1. A system for producing a set of security testing targets in an information system, said system comprising: a memory area for storing a representation of a data flow diagram for an information system, said data flow diagram comprising a plurality of elements arranged to describe a flow of data through the information system; and a processor programmed to: analyze the plurality of elements to identify a data flow element, said identified data flow element representing a transmission of data from a first one of the plurality of elements to a second one of the plurality of elements; determine whether the transmission of data crosses a trust boundary and whether the first one of the plurality of elements represents an external data source or a data store, said external data source communicating with the information system; assign a threat priority value to the data flow element based on said determining, said threat priority value indicating a potential vulnerability in the information system; and provide the identified data flow elements and the assigned threat priority value for the identified data flow element to a user as a security testing target, wherein the user further analyzes the identified data flow element based on the provided threat priority value during security testing.

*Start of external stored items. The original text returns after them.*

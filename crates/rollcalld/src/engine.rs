use image::RgbImage;
use rollcall_core::{
    panic_message, BulkEnrollment, BulkReport, Detector, EnrollError, Enrollment,
    EnrollmentService, ImageSource, MatchingEngine, Recognition, SourceError,
};
use std::panic::{self, AssertUnwindSafe};
use thiserror::Error;
use tokio::sync::{mpsc, oneshot};

#[derive(Error, Debug)]
pub enum EngineError {
    #[error("{0}")]
    Source(#[from] SourceError),
    #[error("{0}")]
    Enroll(#[from] EnrollError),
    #[error("engine request panicked: {0}")]
    Panicked(String),
    #[error("failed to spawn engine thread: {0}")]
    Spawn(std::io::Error),
    #[error("engine thread exited")]
    ChannelClosed,
}

/// Result of a runtime enrollment request.
pub struct EnrollOutcome {
    pub enrollment: Enrollment,
    /// Image files found for the identity, readable or not.
    pub images_found: usize,
}

/// Messages sent from HTTP handlers to the engine thread.
enum EngineRequest {
    Recognize {
        frame: RgbImage,
        reply: oneshot::Sender<Recognition>,
    },
    Enroll {
        label: String,
        reply: oneshot::Sender<Result<EnrollOutcome, EngineError>>,
    },
    EnrollAll {
        reply: oneshot::Sender<Result<BulkReport, EngineError>>,
    },
}

/// Clone-safe handle to the engine thread.
#[derive(Clone)]
pub struct EngineHandle {
    tx: mpsc::Sender<EngineRequest>,
}

impl EngineHandle {
    /// Detect, gate and match faces in `frame`.
    pub async fn recognize(&self, frame: RgbImage) -> Result<Recognition, EngineError> {
        let (reply_tx, reply_rx) = oneshot::channel();
        self.tx
            .send(EngineRequest::Recognize { frame, reply: reply_tx })
            .await
            .map_err(|_| EngineError::ChannelClosed)?;
        reply_rx.await.map_err(|_| EngineError::ChannelClosed)
    }

    /// Enroll one identity from the image source.
    pub async fn enroll(&self, label: &str) -> Result<EnrollOutcome, EngineError> {
        let (reply_tx, reply_rx) = oneshot::channel();
        self.tx
            .send(EngineRequest::Enroll {
                label: label.to_string(),
                reply: reply_tx,
            })
            .await
            .map_err(|_| EngineError::ChannelClosed)?;
        reply_rx.await.map_err(|_| EngineError::ChannelClosed)?
    }

    /// Enroll every identity the image source lists.
    pub async fn enroll_all(&self) -> Result<BulkReport, EngineError> {
        let (reply_tx, reply_rx) = oneshot::channel();
        self.tx
            .send(EngineRequest::EnrollAll { reply: reply_tx })
            .await
            .map_err(|_| EngineError::ChannelClosed)?;
        reply_rx.await.map_err(|_| EngineError::ChannelClosed)?
    }

    /// Handle whose engine thread is already gone.
    #[cfg(test)]
    pub(crate) fn disconnected() -> Self {
        let (tx, _rx) = mpsc::channel(1);
        Self { tx }
    }
}

/// Everything the engine thread owns.
pub struct Engine<D, S> {
    pub detector: D,
    pub matcher: MatchingEngine,
    pub enroller: EnrollmentService,
    pub source: S,
}

impl<D: Detector, S: ImageSource> Engine<D, S> {
    fn handle(&mut self, req: EngineRequest) {
        match req {
            EngineRequest::Recognize { frame, reply } => {
                let result = self.matcher.recognize(&mut self.detector, &frame);
                let _ = reply.send(result);
            }
            EngineRequest::Enroll { label, reply } => {
                let _ = reply.send(unwind_guard(|| self.enroll(&label)));
            }
            EngineRequest::EnrollAll { reply } => {
                let result = unwind_guard(|| {
                    BulkEnrollment::new(&self.enroller)
                        .run(&mut self.detector, &self.source)
                        .map_err(EngineError::from)
                });
                let _ = reply.send(result);
            }
        }
    }

    fn enroll(&mut self, label: &str) -> Result<EnrollOutcome, EngineError> {
        let entry = self.source.identity(label)?;
        let enrollment = self
            .enroller
            .add_person(&mut self.detector, &entry.label, &entry.images)?;
        Ok(EnrollOutcome {
            enrollment,
            images_found: entry.images.len(),
        })
    }
}

/// Run an engine request, turning a panic into [`EngineError::Panicked`] so
/// the request loop keeps serving.
fn unwind_guard<T>(request: impl FnOnce() -> Result<T, EngineError>) -> Result<T, EngineError> {
    panic::catch_unwind(AssertUnwindSafe(request)).unwrap_or_else(|payload| {
        let message = panic_message(payload.as_ref());
        tracing::error!(panic = %message, "engine request panicked");
        Err(EngineError::Panicked(message))
    })
}

/// Spawn the engine on a dedicated OS thread.
///
/// Detection is CPU-bound and blocking, so it never runs on the async
/// runtime; requests are queued and served one at a time.
pub fn spawn_engine<D, S>(mut engine: Engine<D, S>) -> Result<EngineHandle, EngineError>
where
    D: Detector + Send + 'static,
    S: ImageSource + Send + 'static,
{
    let (tx, mut rx) = mpsc::channel::<EngineRequest>(16);

    std::thread::Builder::new()
        .name("rollcall-engine".into())
        .spawn(move || {
            tracing::info!("engine thread started");
            while let Some(req) = rx.blocking_recv() {
                engine.handle(req);
            }
            tracing::info!("engine thread exiting");
        })
        .map_err(EngineError::Spawn)?;

    Ok(EngineHandle { tx })
}

#[cfg(test)]
pub(crate) mod tests {
    use super::*;
    use image::Rgb;
    use rollcall_core::{
        BoundingBox, DetectError, DirectoryImageSource, Embedding, EmbeddingStore, Face,
        QualityGate, Thresholds,
    };
    use std::io::Cursor;
    use std::path::Path;
    use std::sync::Arc;

    /// Frames tagged with this value make [`TagDetector`] panic.
    pub(crate) const PANIC_TAG: u8 = 7;

    /// Detector that keys its answer on the red channel of the first pixel:
    /// tag `t` yields one large face with embedding `[t, 1, 0]`; tag 0 yields
    /// nothing.
    pub(crate) struct TagDetector;

    impl Detector for TagDetector {
        fn detect(&mut self, image: &RgbImage) -> Result<Vec<Face>, DetectError> {
            let tag = image.get_pixel(0, 0).0[0];
            if tag == PANIC_TAG {
                panic!("detector crashed on tag {tag}");
            }
            if tag == 0 {
                return Ok(Vec::new());
            }
            Ok(vec![Face {
                bbox: BoundingBox::new(0.0, 0.0, 100.0, 100.0),
                confidence: 0.99,
                embedding: Some(Embedding::new(tag_embedding(tag))),
            }])
        }
    }

    pub(crate) fn tag_embedding(tag: u8) -> Vec<f32> {
        vec![tag as f32, 1.0, 0.0]
    }

    pub(crate) fn tagged_frame(tag: u8) -> RgbImage {
        RgbImage::from_pixel(16, 16, Rgb([tag, 0, 0]))
    }

    pub(crate) fn write_png(path: &Path, tag: u8) {
        let mut buf = Cursor::new(Vec::new());
        tagged_frame(tag).write_to(&mut buf, image::ImageFormat::Png).unwrap();
        std::fs::write(path, buf.into_inner()).unwrap();
    }

    /// Register folder with `alice` (tag 200), `bob` (tag 3) and `nobody`
    /// (tag 0, no detectable face).
    pub(crate) fn register_folder() -> tempfile::TempDir {
        let tmp = tempfile::TempDir::new().unwrap();
        for (label, tag) in [("alice", 200u8), ("bob", 3), ("nobody", 0)] {
            let dir = tmp.path().join(label);
            std::fs::create_dir_all(&dir).unwrap();
            write_png(&dir.join("1.png"), tag);
        }
        tmp
    }

    pub(crate) fn spawn_test_engine(root: &Path) -> (EngineHandle, Arc<EmbeddingStore>) {
        let store = Arc::new(EmbeddingStore::new(3));
        let engine = Engine {
            detector: TagDetector,
            matcher: MatchingEngine::new(
                Arc::clone(&store),
                QualityGate::default(),
                Thresholds::default(),
            ),
            enroller: EnrollmentService::new(Arc::clone(&store)),
            source: DirectoryImageSource::new(root),
        };
        (spawn_engine(engine).unwrap(), store)
    }

    #[tokio::test]
    async fn test_enroll_all_then_recognize() {
        let tmp = register_folder();
        let (handle, store) = spawn_test_engine(tmp.path());

        let report = handle.enroll_all().await.unwrap();
        assert_eq!(report.attempted, 3);
        assert_eq!(report.enrolled, 2);
        assert_eq!(store.len(), 2);

        let recognition = handle.recognize(tagged_frame(200)).await.unwrap();
        assert_eq!(recognition.faces.len(), 1);
        assert_eq!(recognition.faces[0].label, "alice");
        assert!(recognition.decision.confirmed);
    }

    #[tokio::test]
    async fn test_enroll_single_identity() {
        let tmp = register_folder();
        let (handle, store) = spawn_test_engine(tmp.path());

        let outcome = handle.enroll("bob").await.unwrap();
        assert_eq!(outcome.images_found, 1);
        assert_eq!(outcome.enrollment.identity.label, "bob");
        assert_eq!(store.count_label("bob"), 1);

        handle.enroll("bob").await.unwrap();
        assert_eq!(store.count_label("bob"), 2);
    }

    #[tokio::test]
    async fn test_enroll_failures_leave_store_untouched() {
        let tmp = register_folder();
        let (handle, store) = spawn_test_engine(tmp.path());

        assert!(matches!(
            handle.enroll("nobody").await,
            Err(EngineError::Enroll(EnrollError::NoUsableFace { .. }))
        ));
        assert!(matches!(
            handle.enroll("carol").await,
            Err(EngineError::Source(SourceError::IdentityNotFound(_)))
        ));
        assert!(matches!(
            handle.enroll("../alice").await,
            Err(EngineError::Source(SourceError::InvalidLabel(_)))
        ));
        assert!(store.is_empty());
    }

    #[tokio::test]
    async fn test_engine_survives_enrollment_panic() {
        let tmp = register_folder();
        let crash = tmp.path().join("crash");
        std::fs::create_dir_all(&crash).unwrap();
        write_png(&crash.join("1.png"), PANIC_TAG);
        let (handle, store) = spawn_test_engine(tmp.path());

        assert!(matches!(handle.enroll("crash").await, Err(EngineError::Panicked(_))));
        assert!(handle.recognize(tagged_frame(200)).await.is_ok());

        handle.enroll("alice").await.unwrap();
        assert_eq!(store.count_label("alice"), 1);

        assert!(matches!(handle.enroll_all().await, Err(EngineError::Panicked(_))));
        let recognition = handle.recognize(tagged_frame(200)).await.unwrap();
        assert_eq!(recognition.faces[0].label, "alice");
    }

    #[tokio::test]
    async fn test_disconnected_handle_reports_closed_channel() {
        let handle = EngineHandle::disconnected();
        assert!(matches!(
            handle.recognize(tagged_frame(200)).await,
            Err(EngineError::ChannelClosed)
        ));
        assert!(matches!(handle.enroll("alice").await, Err(EngineError::ChannelClosed)));
    }

    #[tokio::test]
    async fn test_recognize_with_empty_store() {
        let tmp = register_folder();
        let (handle, _store) = spawn_test_engine(tmp.path());

        let recognition = handle.recognize(tagged_frame(200)).await.unwrap();
        assert_eq!(recognition.faces[0].label, rollcall_core::UNKNOWN_LABEL);
        assert!(!recognition.decision.confirmed);
    }
}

2. The system of claim 1, wherein the memory area further stores an object model representing the data flow diagram.

3. The system of claim 1, wherein the memory area stores the representation of the data flow diagram according to an extensible markup language.

4. The system of claim 1, wherein the processor is programmed to assign the threat priority value by selecting the threat priority value from a hierarchy of threat priority values.

5. The system of claim 1, further comprising means for generating a set of security testing targets representing potential vulnerabilities in the information system.

6. The system of claim 1, further comprising means for identifying security testing targets for the information system in a testing environment.

7. The system of claim 1, further comprising a user interface for displaying the representation of the data flow diagram to the user, said user interface further displaying the assigned threat priority value to the user.

8. A method comprising: receiving a representation of a data flow diagram for an information system, said data flow diagram comprising a plurality of elements arranged to describe a flow of data through the information system; identifying a data flow element from the plurality of elements, said identified data flow element representing a transmission of data from a first one of the plurality of elements to a second one of the plurality of elements; determining whether the transmission of data crosses a trust boundary; and indicating the identified data flow element as a potential vulnerability in the information system based on said determining, said indicated data flow element representing a security testing target.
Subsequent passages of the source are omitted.